Сама возможность эгоизма, как в теоретическом, так и в практическом его смысле, о чем если и свидетельствует, так это о метафизической чудовищности раздельного бытия индивидуумов, на языке философии известного как индивидуация. И если человеческому мышлению на пути философского идеализма все же удалось прозреть в индивидуации пустой призрак, прозрачным этот призрак был и остается лишь для нашего сознательного представления (к тому же не наглядного, а самого что ни на есть отвлеченного), тогда как для нашей сознательной воли он до последнего непроницаем: в чисто практическом отношении, т.е. в опыте нашей повседневной жизни, мы вынуждены относиться к чужому Я так, как если бы оно было абсолютным не-Я. Объяснение этому – то, что, хотя в нас представляющее и волящее суть одно, представление и воля между собою все же toto genere различны: воля сама по себе слепа и поэтому ничего не представляет и уж тем более не рефлексирует, почему, собственно, прозрачный для философского умозрения призрак индивидуации для воли имеет значение самой что ни на есть абсолютной реальности. Объективно, т.е. сам по себе, каждый из нас (именно как каждый, т.е. один из многих) – ничто и даже меньше чем ничто; субъективно же, т.е. сам для себя, каждый из нас – все во всем (микрокосм); поскольку же представление указывает воле на границы, которыми в мире опыта «это» фатально отделено от «другого», постольку воля, именно ввиду своей слепоты обманываясь этими границами, принимает их за нечто абсолютно непроницаемое, через свое влияние на представление вынуждая нас относиться к чужому Я именно как к не-Я; – таково, вкратце, метафизическое объяснение эгоизма.

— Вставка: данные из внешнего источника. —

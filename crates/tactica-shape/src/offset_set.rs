//! Deduplicated sets of relative offsets.

use indexmap::IndexSet;
use tactica_core::{Facing, GridPos};

/// A set of relative coordinates with duplicates collapsed.
///
/// Iteration follows first-insertion order, which keeps generated shapes
/// deterministic across runs even though membership is what matters.
#[derive(Clone, Debug, Default, PartialEq, Eq)]
pub struct OffsetSet {
    cells: IndexSet<GridPos>,
}

impl OffsetSet {
    /// An empty set.
    pub fn new() -> Self {
        Self::default()
    }

    /// The set containing only `(0, 0)`.
    pub fn origin() -> Self {
        std::iter::once(GridPos::ORIGIN).collect()
    }

    /// Insert an offset. Returns `false` if it was already present.
    pub fn insert(&mut self, p: GridPos) -> bool {
        self.cells.insert(p)
    }

    /// Membership test.
    pub fn contains(&self, p: GridPos) -> bool {
        self.cells.contains(&p)
    }

    /// Number of distinct offsets.
    pub fn len(&self) -> usize {
        self.cells.len()
    }

    /// `true` if no offsets are present.
    pub fn is_empty(&self) -> bool {
        self.cells.is_empty()
    }

    /// Offsets in insertion order.
    pub fn iter(&self) -> impl Iterator<Item = GridPos> + '_ {
        self.cells.iter().copied()
    }

    /// Absolute coordinates when anchored at `anchor`.
    pub fn translated(&self, anchor: GridPos) -> impl Iterator<Item = GridPos> + '_ {
        self.iter().map(move |p| anchor + p)
    }

    /// Every offset rotated from the +Y frame into `facing`.
    pub fn rotated(&self, facing: Facing) -> Self {
        self.iter().map(|p| facing.rotate(p)).collect()
    }

    /// Offsets sorted by `(x, y)`; handy for comparisons.
    pub fn to_sorted_vec(&self) -> Vec<GridPos> {
        let mut v: Vec<_> = self.iter().collect();
        v.sort_unstable();
        v
    }
}

impl FromIterator<GridPos> for OffsetSet {
    fn from_iter<I: IntoIterator<Item = GridPos>>(iter: I) -> Self {
        Self {
            cells: iter.into_iter().collect(),
        }
    }
}

impl Extend<GridPos> for OffsetSet {
    fn extend<I: IntoIterator<Item = GridPos>>(&mut self, iter: I) {
        self.cells.extend(iter);
    }
}

impl<'a> IntoIterator for &'a OffsetSet {
    type Item = &'a GridPos;
    type IntoIter = indexmap::set::Iter<'a, GridPos>;

    fn into_iter(self) -> Self::IntoIter {
        self.cells.iter()
    }
}
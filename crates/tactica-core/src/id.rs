//! Strongly-typed unit handles.

use std::fmt;

/// Identifies a footprint-owning unit on the board.
///
/// Handles are allocated sequentially by the board that spawns the unit and
/// are never reused within a board's lifetime, so a stale handle can at worst
/// refer to nothing.
#[derive(Clone, Copy, Debug, PartialEq, Eq, Hash, PartialOrd, Ord)]
#[cfg_attr(feature = "serde", derive(serde::Serialize, serde::Deserialize))]
pub struct UnitId(pub u32);

impl UnitId {
    /// The handle following this one.
    pub fn next(self) -> Self {
        Self(self.0.wrapping_add(1))
    }
}

impl fmt::Display for UnitId {
    fn fmt(&self, f: &mut fmt::Formatter<'_>) -> fmt::Result {
        write!(f, "unit#{}", self.0)
    }
}

impl From<u32> for UnitId {
    fn from(v: u32) -> Self {
        Self(v)
    }
}
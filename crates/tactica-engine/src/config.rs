//! Board configuration, validation, and error types.
//!
//! [`GridConfig`] is the builder-input for a [`Battlefield`](crate::Battlefield).
//! [`validate()`](GridConfig::validate) checks structural invariants up
//! front; [`build_grid()`](GridConfig::build_grid) produces the coordinate
//! system for the configured topology.

use std::error::Error;
use std::fmt;

use tactica_core::{FacingMode, LayerElevations, Topology};
use tactica_space::{CoordinateSystem, HexGrid, SpaceError, SquareGrid};

// ── ConfigError ────────────────────────────────────────────────────

/// Errors detected during [`GridConfig::validate()`].
#[derive(Debug, Clone, PartialEq)]
pub enum ConfigError {
    /// The coordinate system rejected the dimensions, spacing or elevations.
    Space(SpaceError),
}

impl fmt::Display for ConfigError {
    fn fmt(&self, f: &mut fmt::Formatter<'_>) -> fmt::Result {
        match self {
            Self::Space(e) => write!(f, "space: {e}"),
        }
    }
}

impl Error for ConfigError {
    fn source(&self) -> Option<&(dyn Error + 'static)> {
        match self {
            Self::Space(e) => Some(e),
        }
    }
}

impl From<SpaceError> for ConfigError {
    fn from(e: SpaceError) -> Self {
        Self::Space(e)
    }
}

// ── GridConfig ─────────────────────────────────────────────────────

/// Complete description of a board, consumed once at construction.
#[derive(Clone, Debug, PartialEq)]
#[cfg_attr(feature = "serde", derive(serde::Serialize, serde::Deserialize))]
#[cfg_attr(feature = "serde", serde(default))]
pub struct GridConfig {
    /// Square or axial hex.
    pub topology: Topology,
    /// Cells along `x` (or `q`). Default: 10.
    pub width: u32,
    /// Cells along `y` (or `r`). Default: 10.
    pub height: u32,
    /// World distance between adjacent cell centres. Default: 1.0.
    pub spacing: f32,
    /// World height of each vertical layer.
    pub elevations: LayerElevations,
    /// How units may turn when they move or rotate.
    pub facing_mode: FacingMode,
}

impl Default for GridConfig {
    fn default() -> Self {
        Self {
            topology: Topology::Square,
            width: 10,
            height: 10,
            spacing: 1.0,
            elevations: LayerElevations::default(),
            facing_mode: FacingMode::Free,
        }
    }
}

impl GridConfig {
    /// A square board with default spacing and elevations.
    pub fn square(width: u32, height: u32) -> Self {
        Self {
            width,
            height,
            ..Self::default()
        }
    }

    /// A hex board with default spacing and elevations.
    pub fn hex(width: u32, height: u32) -> Self {
        Self {
            topology: Topology::AxialHex,
            width,
            height,
            ..Self::default()
        }
    }

    /// Replace the facing mode.
    pub fn with_facing_mode(mut self, facing_mode: FacingMode) -> Self {
        self.facing_mode = facing_mode;
        self
    }

    /// Replace the cell spacing.
    pub fn with_spacing(mut self, spacing: f32) -> Self {
        self.spacing = spacing;
        self
    }

    /// Validate all structural invariants.
    ///
    /// Construction of either grid backend allocates nothing, so this is the
    /// same check [`build_grid()`](Self::build_grid) performs.
    pub fn validate(&self) -> Result<(), ConfigError> {
        self.build_grid().map(|_| ())
    }

    /// Construct the coordinate system for this configuration.
    pub fn build_grid(&self) -> Result<Box<dyn CoordinateSystem>, ConfigError> {
        let grid: Box<dyn CoordinateSystem> = match self.topology {
            Topology::Square => Box::new(SquareGrid::new(
                self.width,
                self.height,
                self.spacing,
                self.elevations,
            )?),
            Topology::AxialHex => Box::new(HexGrid::new(
                self.width,
                self.height,
                self.spacing,
                self.elevations,
            )?),
        };
        Ok(grid)
    }
}
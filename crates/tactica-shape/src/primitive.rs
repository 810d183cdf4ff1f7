//! Offset generators shared by aim regions and effect shapes.
//!
//! Footprint-relative generators use the body convention of
//! [`Footprint::body_offsets`]: the anchor is `(0, 0)`, the body spans
//! `x` in `[0, w-1]` and `y` in `[-(h-1), 0]`.

use crate::descriptor::MAX_SHAPE_SIZE;
use crate::offset_set::OffsetSet;
use tactica_core::{Facing, Footprint, GridPos};

/// Distance measure used by body-relative auras.
#[derive(Clone, Copy, Debug, PartialEq, Eq, Hash)]
pub enum AuraMetric {
    /// Square bands, corners included.
    Chebyshev,
    /// Round bands, compared on squared distance.
    Euclidean,
}

/// Local wedge shape stamped ahead of a leading-edge cell.
#[derive(Clone, Copy, Debug, PartialEq, Eq, Hash)]
pub enum Wedge {
    /// Constant-width rows.
    Rect,
    /// Row `i` spans `[-(i-1), i-1]`.
    Cone,
}

/// Caps a size at [`MAX_SHAPE_SIZE`] so loop bounds and squares stay in range.
fn cap(size: i32) -> i32 {
    size.min(MAX_SHAPE_SIZE)
}

/// Footprint extents as signed sizes, capped like any other size.
fn body_dims(fp: Footprint) -> (i32, i32) {
    let side = |v: u32| i32::try_from(v).map_or(MAX_SHAPE_SIZE, cap);
    (side(fp.width), side(fp.height))
}

fn len_sq(p: GridPos) -> i64 {
    let (x, y) = (i64::from(p.x), i64::from(p.y));
    x * x + y * y
}

/// Per-axis gap between `p` and the footprint body; zero inside it.
fn gap_to_body(p: GridPos, fp: Footprint) -> GridPos {
    let (w, h) = body_dims(fp);
    let dx = if p.x < 0 {
        -p.x
    } else {
        (p.x - (w - 1)).max(0)
    };
    let dy = if p.y > 0 {
        p.y
    } else {
        (-(h - 1) - p.y).max(0)
    };
    GridPos::new(dx, dy)
}

/// `true` if `p` lies past the footprint's trailing edge for `facing`.
pub fn is_behind(p: GridPos, fp: Footprint, facing: Facing) -> bool {
    let (w, h) = body_dims(fp);
    match facing {
        Facing::PosY => p.y < -(h - 1),
        Facing::NegY => p.y > 0,
        Facing::PosX => p.x < 0,
        Facing::NegX => p.x > w - 1,
    }
}

/// Offsets whose distance to the nearest body cell lies in
/// `[min_range, range]`.
///
/// Body cells are included only when `min_range == 0`; a negative
/// `min_range` counts as zero. With `half_ring` set, non-body cells behind
/// the footprint for that facing are dropped. Ranges past
/// [`MAX_SHAPE_SIZE`] are capped.
pub fn body_aura(
    fp: Footprint,
    range: i32,
    min_range: i32,
    metric: AuraMetric,
    half_ring: Option<Facing>,
) -> OffsetSet {
    let mut out = OffsetSet::new();
    let min_range = min_range.max(0);
    if range < 0 || min_range > range || !fp.is_valid() {
        return out;
    }
    let (range, min_range) = (cap(range), cap(min_range));
    let (lo_sq, hi_sq) = (i64::from(min_range).pow(2), i64::from(range).pow(2));
    let (w, h) = body_dims(fp);

    for x in -range..=(w - 1 + range) {
        for y in (-(h - 1) - range)..=range {
            let p = GridPos::new(x, y);
            let gap = gap_to_body(p, fp);
            if gap.is_zero() {
                if min_range == 0 {
                    out.insert(p);
                }
                continue;
            }
            let within = match metric {
                AuraMetric::Chebyshev => (min_range..=range).contains(&gap.chebyshev_len()),
                AuraMetric::Euclidean => (lo_sq..=hi_sq).contains(&len_sq(gap)),
            };
            if within && !half_ring.is_some_and(|f| is_behind(p, fp, f)) {
                out.insert(p);
            }
        }
    }
    out
}

/// Body cells plus arms of `len` cells leaving each side of the footprint.
pub fn body_cross(fp: Footprint, len: i32) -> OffsetSet {
    let mut out: OffsetSet = fp.body_offsets().collect();
    let (w, h) = body_dims(fp);
    for i in 1..=cap(len) {
        for x in 0..w {
            out.insert(GridPos::new(x, i));
            out.insert(GridPos::new(x, -(h - 1) - i));
        }
        for y in 0..h {
            out.insert(GridPos::new(w - 1 + i, -y));
            out.insert(GridPos::new(-i, -y));
        }
    }
    out
}

/// Cells of a wedge in the +Y local frame, rows `1..=length`.
///
/// Rect rows span `[-width/2, width/2]`, dropping the last column for even
/// widths.
pub fn wedge(kind: Wedge, length: i32, width: i32) -> OffsetSet {
    let (length, width) = (cap(length), cap(width));
    let mut out = OffsetSet::new();
    for y in 1..=length {
        let (lo, hi) = match kind {
            Wedge::Rect => {
                let half = width / 2;
                (-half, if width % 2 == 0 { half - 1 } else { half })
            }
            Wedge::Cone => (-(y - 1), y - 1),
        };
        for x in lo..=hi {
            out.insert(GridPos::new(x, y));
        }
    }
    out
}

/// The footprint cells on the side it faces.
pub fn leading_edge(fp: Footprint, facing: Facing) -> Vec<GridPos> {
    let (w, h) = body_dims(fp);
    match facing {
        Facing::PosY => (0..w).map(|x| GridPos::new(x, 0)).collect(),
        Facing::NegY => (0..w).map(|x| GridPos::new(x, -(h - 1))).collect(),
        Facing::PosX => (0..h).map(|y| GridPos::new(w - 1, -y)).collect(),
        Facing::NegX => (0..h).map(|y| GridPos::new(0, -y)).collect(),
    }
}

/// A wedge stamped ahead of every leading-edge cell, pushed `offset` cells
/// along `facing`.
///
/// The wedge width shrinks by the footprint's frontage minus one so that a
/// wide front does not widen the union, but never below one cell.
pub fn face_projection(
    fp: Footprint,
    facing: Facing,
    kind: Wedge,
    length: i32,
    width: i32,
    offset: i32,
) -> OffsetSet {
    let (w, h) = body_dims(fp);
    let frontage = if facing.is_vertical() { w } else { h };
    let local = wedge(kind, length, (cap(width) - frontage + 1).max(1)).rotated(facing);
    let push = facing.vector() * cap(offset);

    let mut out = OffsetSet::new();
    for edge in leading_edge(fp, facing) {
        out.extend(local.translated(edge + push));
    }
    out
}

/// A `size_x` x `size_y` rectangle around `(0, 0)`; even sides put the
/// extra cell on the negative side.
pub fn centered_rect(size_x: i32, size_y: i32) -> OffsetSet {
    let (size_x, size_y) = (cap(size_x), cap(size_y));
    let (x0, y0) = (-size_x / 2, -size_y / 2);
    let mut out = OffsetSet::new();
    for x in x0..x0 + size_x {
        for y in y0..y0 + size_y {
            out.insert(GridPos::new(x, y));
        }
    }
    out
}

/// `(0, 0)` plus four arms of `len` cells. Negative lengths are empty.
pub fn cross(len: i32) -> OffsetSet {
    if len < 0 {
        return OffsetSet::new();
    }
    let mut out = OffsetSet::origin();
    for i in 1..=cap(len) {
        out.extend([
            GridPos::new(i, 0),
            GridPos::new(-i, 0),
            GridPos::new(0, i),
            GridPos::new(0, -i),
        ]);
    }
    out
}

/// Cells with `inner² <= x² + y² <= outer²`, squares taken in `i64`.
///
/// Walks one column at a time with integer square roots, so a thin ring
/// costs its perimeter rather than its bounding box.
pub fn annulus(outer: i32, inner: i32) -> OffsetSet {
    let mut out = OffsetSet::new();
    let inner = inner.max(0);
    if outer < 0 || inner > outer {
        return out;
    }
    let (outer, inner) = (cap(outer), cap(inner));
    let (hi, lo) = (i64::from(outer).pow(2), i64::from(inner).pow(2));
    for x in -outer..=outer {
        let x_sq = i64::from(x).pow(2);
        let y_max = (hi - x_sq).isqrt();
        let need = lo - x_sq;
        let y_min = if need <= 0 {
            0
        } else {
            let r = need.isqrt();
            if r * r < need {
                r + 1
            } else {
                r
            }
        };
        for y in y_min..=y_max {
            // |y| <= outer, which fits in i32.
            let y = y as i32;
            out.insert(GridPos::new(x, y));
            if y != 0 {
                out.insert(GridPos::new(x, -y));
            }
        }
    }
    out
}

/// Filled disc `x² + y² <= r²`.
pub fn disc(radius: i32) -> OffsetSet {
    annulus(radius, 0)
}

Правда, в ответ на это мне могут возразить, что, в противоположность эгоизму, существует еще и такой мотив нашей жизнедеятельности, как альтруизм: самозабвение, с которым мать заботится о своем ребенке; чуждая колебаний решимость влюбленного отдать жизнь за свою возлюбленную; жертвенность, с которой иной из нас слагает голову за друзей и даже просто соотечественников; – все это говорит за то, что человек, очевидно, способен в своих поступках быть движимым чем-то большим, чем так называемый шкурный интерес. Однако же по основательному размышлению оказывается, что альтруизм в человеческой жизнедеятельности если и возможен, то лишь как относительная, а вовсе не абсолютная противоположность эгоизма, т.е. как альтер-эгоизм (ср. «Ценность любви в свете философии сверхсознательного»): самозабвение, с которым мать заботится о своем чаде, обусловлено тем, что это – ее чадо; готовность влюбленного отдать жизнь за свою возлюбленную обусловлена тем, что она – его возлюбленная; жертвенность, с которой герой слагает голову за друзей и соотечественников, обусловлена тем, что они – его друзья и соотечественники. Если утверждение христианства, что «бог есть любовь», следует относить к разряду вечных истин, так лишь потому, что в жертвенности своей любви человек, именно как человек, может лишь до бесконечности уподобляться богу, но никогда не отождествиться с ним: жертвенность божеской любви, в противоположность человеческой, потому и безусловна, что бог (или, в моей терминологии, сверхсознательное) в своих умосозерцаемых образах, каковы все мы, видит, как в отражении на зеркальной поверхности, себя же самого, а не что-либо другое, сама возможность которого для него начисто исключена. Вот почему с «человеческой, слишком человеческой» точки зрения божеская любовь – весьма и весьма странная: в этом смысле и нужно понимать утверждение мистиков, что бог к человеку ближе всего именно тогда, когда человеку кажется, будто бы от него он бесконечно далек. Как замечательно сказал по этому поводу Фридрих Паульсен: «Чтобы быть добрым и милосердным подобно человеку, Богу следовало бы быть человеком». Или, как по тому же самому поводу еще лучше сказал С. Л. Франк в своем монументальном трактате «Непостижимое»: «Всеблагой Бог-Отец есть, конечно, и Бог, который должен внушать нам некий невыразимый трепет».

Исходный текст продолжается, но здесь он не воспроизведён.